EXERCISE MATERIALS START
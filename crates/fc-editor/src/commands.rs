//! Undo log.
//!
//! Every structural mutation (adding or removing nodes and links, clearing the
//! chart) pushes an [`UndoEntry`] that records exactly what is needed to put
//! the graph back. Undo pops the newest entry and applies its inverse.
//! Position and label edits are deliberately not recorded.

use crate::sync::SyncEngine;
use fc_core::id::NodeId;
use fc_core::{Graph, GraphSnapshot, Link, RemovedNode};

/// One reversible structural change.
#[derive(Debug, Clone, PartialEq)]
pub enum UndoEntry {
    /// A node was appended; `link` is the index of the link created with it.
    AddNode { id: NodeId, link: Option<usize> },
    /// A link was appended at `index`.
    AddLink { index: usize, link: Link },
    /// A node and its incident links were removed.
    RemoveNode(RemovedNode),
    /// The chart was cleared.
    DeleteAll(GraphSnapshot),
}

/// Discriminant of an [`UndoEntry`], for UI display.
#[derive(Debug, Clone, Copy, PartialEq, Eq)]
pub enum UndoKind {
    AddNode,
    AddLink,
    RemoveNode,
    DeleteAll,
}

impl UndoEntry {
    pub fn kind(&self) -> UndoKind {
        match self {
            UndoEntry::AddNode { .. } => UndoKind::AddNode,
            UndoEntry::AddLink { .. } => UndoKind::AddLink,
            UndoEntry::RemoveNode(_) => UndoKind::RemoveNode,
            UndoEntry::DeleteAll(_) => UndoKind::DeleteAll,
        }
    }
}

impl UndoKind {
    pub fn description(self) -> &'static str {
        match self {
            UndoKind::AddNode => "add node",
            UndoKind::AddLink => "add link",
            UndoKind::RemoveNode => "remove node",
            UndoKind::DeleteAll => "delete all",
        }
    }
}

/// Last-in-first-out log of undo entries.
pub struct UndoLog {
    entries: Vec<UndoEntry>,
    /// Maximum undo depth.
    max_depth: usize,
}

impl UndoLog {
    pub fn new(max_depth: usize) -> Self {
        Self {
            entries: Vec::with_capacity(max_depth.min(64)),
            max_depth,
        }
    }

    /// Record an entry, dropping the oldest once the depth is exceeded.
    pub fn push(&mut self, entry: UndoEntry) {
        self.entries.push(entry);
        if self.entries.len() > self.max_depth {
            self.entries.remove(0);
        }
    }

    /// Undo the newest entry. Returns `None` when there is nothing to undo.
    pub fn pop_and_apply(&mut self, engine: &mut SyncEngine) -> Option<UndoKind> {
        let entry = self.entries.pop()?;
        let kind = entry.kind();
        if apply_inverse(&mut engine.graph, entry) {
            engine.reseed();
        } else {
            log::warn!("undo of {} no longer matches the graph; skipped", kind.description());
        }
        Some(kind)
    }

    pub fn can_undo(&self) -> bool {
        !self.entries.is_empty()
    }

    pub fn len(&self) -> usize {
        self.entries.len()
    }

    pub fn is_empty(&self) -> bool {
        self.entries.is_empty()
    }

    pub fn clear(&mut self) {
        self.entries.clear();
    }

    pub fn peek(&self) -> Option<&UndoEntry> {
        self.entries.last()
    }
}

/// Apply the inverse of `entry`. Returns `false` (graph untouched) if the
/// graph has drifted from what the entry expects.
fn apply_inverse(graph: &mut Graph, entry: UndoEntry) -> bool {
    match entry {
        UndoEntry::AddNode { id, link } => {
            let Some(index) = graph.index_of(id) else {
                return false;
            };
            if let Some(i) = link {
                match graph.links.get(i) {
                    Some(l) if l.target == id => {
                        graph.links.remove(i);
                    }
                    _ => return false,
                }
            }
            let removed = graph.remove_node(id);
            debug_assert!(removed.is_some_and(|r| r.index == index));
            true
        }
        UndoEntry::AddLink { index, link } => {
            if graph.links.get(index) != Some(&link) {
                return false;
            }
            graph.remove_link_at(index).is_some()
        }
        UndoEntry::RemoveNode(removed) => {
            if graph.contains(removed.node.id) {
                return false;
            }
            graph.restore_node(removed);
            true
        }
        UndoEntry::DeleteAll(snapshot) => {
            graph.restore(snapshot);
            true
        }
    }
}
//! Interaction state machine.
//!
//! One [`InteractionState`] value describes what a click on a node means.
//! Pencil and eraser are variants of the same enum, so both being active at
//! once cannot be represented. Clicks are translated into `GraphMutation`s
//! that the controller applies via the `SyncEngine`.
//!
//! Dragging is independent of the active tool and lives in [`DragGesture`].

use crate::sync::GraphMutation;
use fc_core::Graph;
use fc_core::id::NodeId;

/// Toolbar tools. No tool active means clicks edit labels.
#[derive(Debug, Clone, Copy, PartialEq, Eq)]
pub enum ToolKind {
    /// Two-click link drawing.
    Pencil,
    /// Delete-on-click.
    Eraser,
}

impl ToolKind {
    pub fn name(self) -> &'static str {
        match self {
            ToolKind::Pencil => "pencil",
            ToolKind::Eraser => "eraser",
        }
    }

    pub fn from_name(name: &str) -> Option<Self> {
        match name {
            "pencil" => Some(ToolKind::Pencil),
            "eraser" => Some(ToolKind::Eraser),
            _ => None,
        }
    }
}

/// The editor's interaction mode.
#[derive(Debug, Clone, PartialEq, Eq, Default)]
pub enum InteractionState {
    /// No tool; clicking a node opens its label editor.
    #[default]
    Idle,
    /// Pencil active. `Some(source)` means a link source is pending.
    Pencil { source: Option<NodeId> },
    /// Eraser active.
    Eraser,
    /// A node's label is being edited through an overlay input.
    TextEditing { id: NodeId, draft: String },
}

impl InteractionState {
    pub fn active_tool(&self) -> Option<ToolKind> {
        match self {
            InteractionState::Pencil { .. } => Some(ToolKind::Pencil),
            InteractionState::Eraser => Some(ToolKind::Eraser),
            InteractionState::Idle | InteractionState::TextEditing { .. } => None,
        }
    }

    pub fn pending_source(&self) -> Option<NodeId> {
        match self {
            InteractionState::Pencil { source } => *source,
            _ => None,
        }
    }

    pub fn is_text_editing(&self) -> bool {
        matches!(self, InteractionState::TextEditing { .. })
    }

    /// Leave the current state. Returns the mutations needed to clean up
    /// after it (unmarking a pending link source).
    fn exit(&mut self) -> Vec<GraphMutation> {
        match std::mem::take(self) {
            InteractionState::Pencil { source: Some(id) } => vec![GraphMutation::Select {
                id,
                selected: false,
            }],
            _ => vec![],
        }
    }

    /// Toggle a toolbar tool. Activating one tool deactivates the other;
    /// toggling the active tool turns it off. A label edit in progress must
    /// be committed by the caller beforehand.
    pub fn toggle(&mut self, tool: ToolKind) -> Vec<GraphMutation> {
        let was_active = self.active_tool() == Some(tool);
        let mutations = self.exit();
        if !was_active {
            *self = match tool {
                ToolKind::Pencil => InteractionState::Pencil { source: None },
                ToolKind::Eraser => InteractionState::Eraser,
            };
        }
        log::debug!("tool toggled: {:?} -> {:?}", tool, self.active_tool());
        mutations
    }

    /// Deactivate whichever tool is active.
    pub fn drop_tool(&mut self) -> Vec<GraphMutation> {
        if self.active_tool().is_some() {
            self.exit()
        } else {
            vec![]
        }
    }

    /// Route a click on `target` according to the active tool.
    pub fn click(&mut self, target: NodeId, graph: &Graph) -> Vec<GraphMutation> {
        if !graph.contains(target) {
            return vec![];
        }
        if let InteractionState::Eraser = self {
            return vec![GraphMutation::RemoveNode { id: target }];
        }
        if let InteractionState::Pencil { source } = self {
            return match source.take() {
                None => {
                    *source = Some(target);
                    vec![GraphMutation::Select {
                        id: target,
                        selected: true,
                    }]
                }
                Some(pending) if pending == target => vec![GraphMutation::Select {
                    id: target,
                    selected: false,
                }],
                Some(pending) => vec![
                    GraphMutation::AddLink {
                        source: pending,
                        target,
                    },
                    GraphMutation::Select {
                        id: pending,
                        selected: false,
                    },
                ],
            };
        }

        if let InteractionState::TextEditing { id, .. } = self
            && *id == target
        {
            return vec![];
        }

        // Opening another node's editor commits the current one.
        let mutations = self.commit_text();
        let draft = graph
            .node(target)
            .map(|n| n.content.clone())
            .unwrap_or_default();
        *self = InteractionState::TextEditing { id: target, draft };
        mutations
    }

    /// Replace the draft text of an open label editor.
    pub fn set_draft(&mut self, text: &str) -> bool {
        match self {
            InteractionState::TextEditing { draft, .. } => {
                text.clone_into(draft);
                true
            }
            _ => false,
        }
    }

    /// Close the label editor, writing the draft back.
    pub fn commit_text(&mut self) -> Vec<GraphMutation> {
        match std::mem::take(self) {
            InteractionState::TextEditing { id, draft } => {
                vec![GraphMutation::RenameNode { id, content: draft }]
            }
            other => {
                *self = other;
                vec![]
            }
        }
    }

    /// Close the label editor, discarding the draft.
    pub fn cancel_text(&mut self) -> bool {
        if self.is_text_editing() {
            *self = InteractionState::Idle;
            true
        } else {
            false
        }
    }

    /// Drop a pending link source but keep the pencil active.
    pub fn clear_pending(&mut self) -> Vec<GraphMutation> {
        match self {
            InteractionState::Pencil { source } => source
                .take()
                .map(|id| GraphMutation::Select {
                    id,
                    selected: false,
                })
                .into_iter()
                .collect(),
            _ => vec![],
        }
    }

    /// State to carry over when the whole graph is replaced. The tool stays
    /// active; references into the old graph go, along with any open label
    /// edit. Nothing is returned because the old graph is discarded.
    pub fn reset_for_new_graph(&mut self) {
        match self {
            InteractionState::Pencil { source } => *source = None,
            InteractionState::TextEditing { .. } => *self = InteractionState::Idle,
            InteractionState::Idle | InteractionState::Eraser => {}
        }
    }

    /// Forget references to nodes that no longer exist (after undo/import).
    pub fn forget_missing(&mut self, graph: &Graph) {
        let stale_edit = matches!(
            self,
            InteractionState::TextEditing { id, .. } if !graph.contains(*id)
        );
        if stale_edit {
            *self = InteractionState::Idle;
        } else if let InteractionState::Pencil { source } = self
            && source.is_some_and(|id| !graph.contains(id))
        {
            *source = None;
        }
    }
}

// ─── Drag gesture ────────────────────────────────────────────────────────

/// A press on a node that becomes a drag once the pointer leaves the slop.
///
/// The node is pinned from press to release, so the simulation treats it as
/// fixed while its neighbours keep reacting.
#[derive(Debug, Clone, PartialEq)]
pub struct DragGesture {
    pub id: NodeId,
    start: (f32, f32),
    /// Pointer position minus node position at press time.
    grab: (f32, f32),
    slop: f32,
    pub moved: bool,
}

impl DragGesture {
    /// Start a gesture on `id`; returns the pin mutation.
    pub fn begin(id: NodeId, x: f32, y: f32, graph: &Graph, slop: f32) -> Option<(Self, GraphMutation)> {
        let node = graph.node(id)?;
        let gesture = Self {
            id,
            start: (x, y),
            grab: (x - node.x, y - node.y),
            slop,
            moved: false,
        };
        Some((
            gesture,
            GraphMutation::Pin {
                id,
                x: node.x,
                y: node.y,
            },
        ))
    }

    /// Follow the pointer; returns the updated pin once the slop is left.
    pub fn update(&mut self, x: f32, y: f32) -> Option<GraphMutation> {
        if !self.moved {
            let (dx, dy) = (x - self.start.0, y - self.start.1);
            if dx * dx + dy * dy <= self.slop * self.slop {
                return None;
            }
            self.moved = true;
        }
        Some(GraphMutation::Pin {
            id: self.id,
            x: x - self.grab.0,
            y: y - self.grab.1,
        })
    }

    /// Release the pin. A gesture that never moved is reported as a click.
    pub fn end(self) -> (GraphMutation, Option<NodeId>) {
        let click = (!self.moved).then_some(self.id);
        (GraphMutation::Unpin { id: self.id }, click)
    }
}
EXERCISE MATERIALS END
TASK BRIEF:
From the material above, retype precisely the lines between the line holding "use crate::sync::SyncEngine;" and the line holding "usize, link: Link", inclusive, and nothing beyond them.

YOUR RESPONSE:
use crate::sync::SyncEngine;
use fc_core::id::NodeId;
use fc_core::{Graph, GraphSnapshot, Link, RemovedNode};

/// One reversible structural change.
#[derive(Debug, Clone, PartialEq)]
pub enum UndoEntry {
    /// A node was appended; `link` is the index of the link created with it.
    AddNode { id: NodeId, link: Option<usize> },
    /// A link was appended at `index`.
    AddLink { index: usize, link: Link },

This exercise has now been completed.